You don't say "marihuana is moved from" schedule to schedule. You should indicate its removal from one and inclusion in the other by strikethru & underline. "Be issued with" and "distributing" are the wrong words; should say "cause to be dispensed for his or her use" and "dispensing". I also strongly doubt the drafter intended to supersede all provisions of the FFDCA that would "restrict" someone from "manufacturing marihuana", because that would exempt the product from labeling and purity provisions. The reference to a physician's having graduated from a medical or osteopathic college is superfluous, as is the word "medical" in "medical physician". You don't say, "This act does not," you say, "This act shall not," and even then you'd better make clear whether it applies only to its interaction with existing laws or to apply to future enactments, and it's dangerous to refer to "law regulating or prohibiting smoking" rather than to provisions of such laws, because otherwise a statute or ordinance including that and other provisions might wedge the door open to superseding this act.

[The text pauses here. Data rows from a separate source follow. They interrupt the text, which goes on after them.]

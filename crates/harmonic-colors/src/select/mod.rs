//! The three selection stages: background, foreground base, text colors.

mod background;
mod contrast;
mod foreground;

pub use background::{select_background, BackgroundChoice, WHITE_OR_BLACK_DOMINANCE};
pub use contrast::{
    background_is_light, resolve_text_colors, search_toward_dark, search_toward_light,
    TextColors, LIGHTNESS_TEXT_DIFFERENCE_DARK, LIGHTNESS_TEXT_DIFFERENCE_LIGHT,
    SEARCH_ITERATIONS, SEARCH_TOLERANCE,
};
pub use foreground::{
    ForegroundSelector, DOMINANT_POPULATION_FRACTION, LIGHT_BACKGROUND_LUMINANCE,
    MINIMUM_IMAGE_FRACTION, MIN_SATURATION_WHEN_DECIDING, MORE_VIBRANT_POPULATION_FRACTION,
};
use crate::models::SwatchMap;
use harmonic_colors::{ImageSize, Rect, Rgb, Swatch, SwatchPalette, SwatchProvider, SwatchRequest};
use tracing::debug;

/// Serves swatches from a [`SwatchMap`] as if its patches had been
/// quantized from a real image.
///
/// Patches are painted in order, so a later patch hides whatever lies under
/// it. A color's population is the area where it is the top-most patch
/// inside the requested region; uncovered pixels count for nothing. Regions
/// larger than the request's resize area are scaled down to it, the same as
/// downsampling by `sqrt(resize_area / region_area)` per axis.
pub struct SwatchMapProvider {
    map: SwatchMap,
}

impl SwatchMapProvider {
    pub fn new(map: SwatchMap) -> Self {
        Self { map }
    }

    pub fn map(&self) -> &SwatchMap {
        &self.map
    }

    /// Per-color visible populations inside `region`, in first-appearance
    /// order. Colors with no remaining population are dropped.
    pub fn swatches_in(&self, region: Rect, resize_area: Option<u32>) -> Vec<Swatch> {
        let visible = self.visible_areas(region);

        let region_area = region.area();
        let scale = match resize_area {
            Some(target) if region_area > u64::from(target) => target as f64 / region_area as f64,
            _ => 1.0,
        };

        visible
            .into_iter()
            .filter_map(|(color, area)| {
                let population = (area as f64 * scale).round() as u64;
                (population > 0)
                    .then(|| Swatch::new(color, u32::try_from(population).unwrap_or(u32::MAX)))
            })
            .collect()
    }

    /// Area per color where that color's patch is on top.
    ///
    /// Patch edges split the region into a grid of cells that are each
    /// either fully inside or fully outside every patch, so the top-most
    /// patch is decided once per cell.
    fn visible_areas(&self, region: Rect) -> Vec<(Rgb, u64)> {
        let clipped: Vec<(Rgb, Rect)> = self
            .map
            .patches
            .iter()
            .map(|patch| (patch.color, patch.rect.intersect(&region)))
            .filter(|(_, rect)| !rect.is_empty())
            .collect();

        let mut areas: Vec<(Rgb, u64)> = Vec::new();
        for (color, _) in &clipped {
            if !areas.iter().any(|(c, _)| c == color) {
                areas.push((*color, 0));
            }
        }

        let xs = edges(clipped.iter().flat_map(|(_, r)| [r.left, r.right]));
        let ys = edges(clipped.iter().flat_map(|(_, r)| [r.top, r.bottom]));
        for x in xs.windows(2) {
            for y in ys.windows(2) {
                let cell = Rect::new(x[0], y[0], x[1], y[1]);
                let top = clipped.iter().rev().find(|(_, rect)| covers(rect, &cell));
                if let Some((color, _)) = top {
                    if let Some((_, total)) = areas.iter_mut().find(|(c, _)| c == color) {
                        *total += cell.area();
                    }
                }
            }
        }

        areas.retain(|(_, area)| *area > 0);
        areas
    }
}

fn edges(coords: impl Iterator<Item = u32>) -> Vec<u32> {
    let mut edges: Vec<u32> = coords.collect();
    edges.sort_unstable();
    edges.dedup();
    edges
}

fn covers(outer: &Rect, inner: &Rect) -> bool {
    outer.left <= inner.left
        && outer.top <= inner.top
        && outer.right >= inner.right
        && outer.bottom >= inner.bottom
}

impl SwatchProvider for SwatchMapProvider {
    fn image_size(&self) -> ImageSize {
        self.map.size()
    }

    fn generate(&self, request: &SwatchRequest) -> SwatchPalette {
        let bounds = self.map.size().bounds();
        let region = request.region.map_or(bounds, |rect| rect.intersect(&bounds));
        let swatches = self.swatches_in(region, request.resize_area);
        debug!(
            %region,
            resize_area = ?request.resize_area,
            filters = request.filters.len(),
            colors = swatches.len(),
            "generating swatches"
        );
        SwatchPalette::filtered(swatches, &request.filters)
    }
}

The entire reference by this act to prescribing and its definition therein is problematic, because of the possibility of conflation between its technical meaning therein and its customary meaning. Although it's possible to draft this bill in a manner that would establish a technical definition for "prescription" applicable only to this bill in a way that limits its scope to what the drafter intends, it's silly to do so in such a short bill. I doubt it saves words over what needs to be written just to cover the actual issue, which is whether an article may be legally dispensed to and possessed by certain recipients. The freedom of speech of doctors is not at issue.
MJ in Congress
The Flagship legislation for the next two years is: HR975
this 30 word bill would essentially end the 1937 fed prohibition on MJ
the Gang of Four who pull the MJ wagon full time in Congress will work for its passage. We have a solid shot.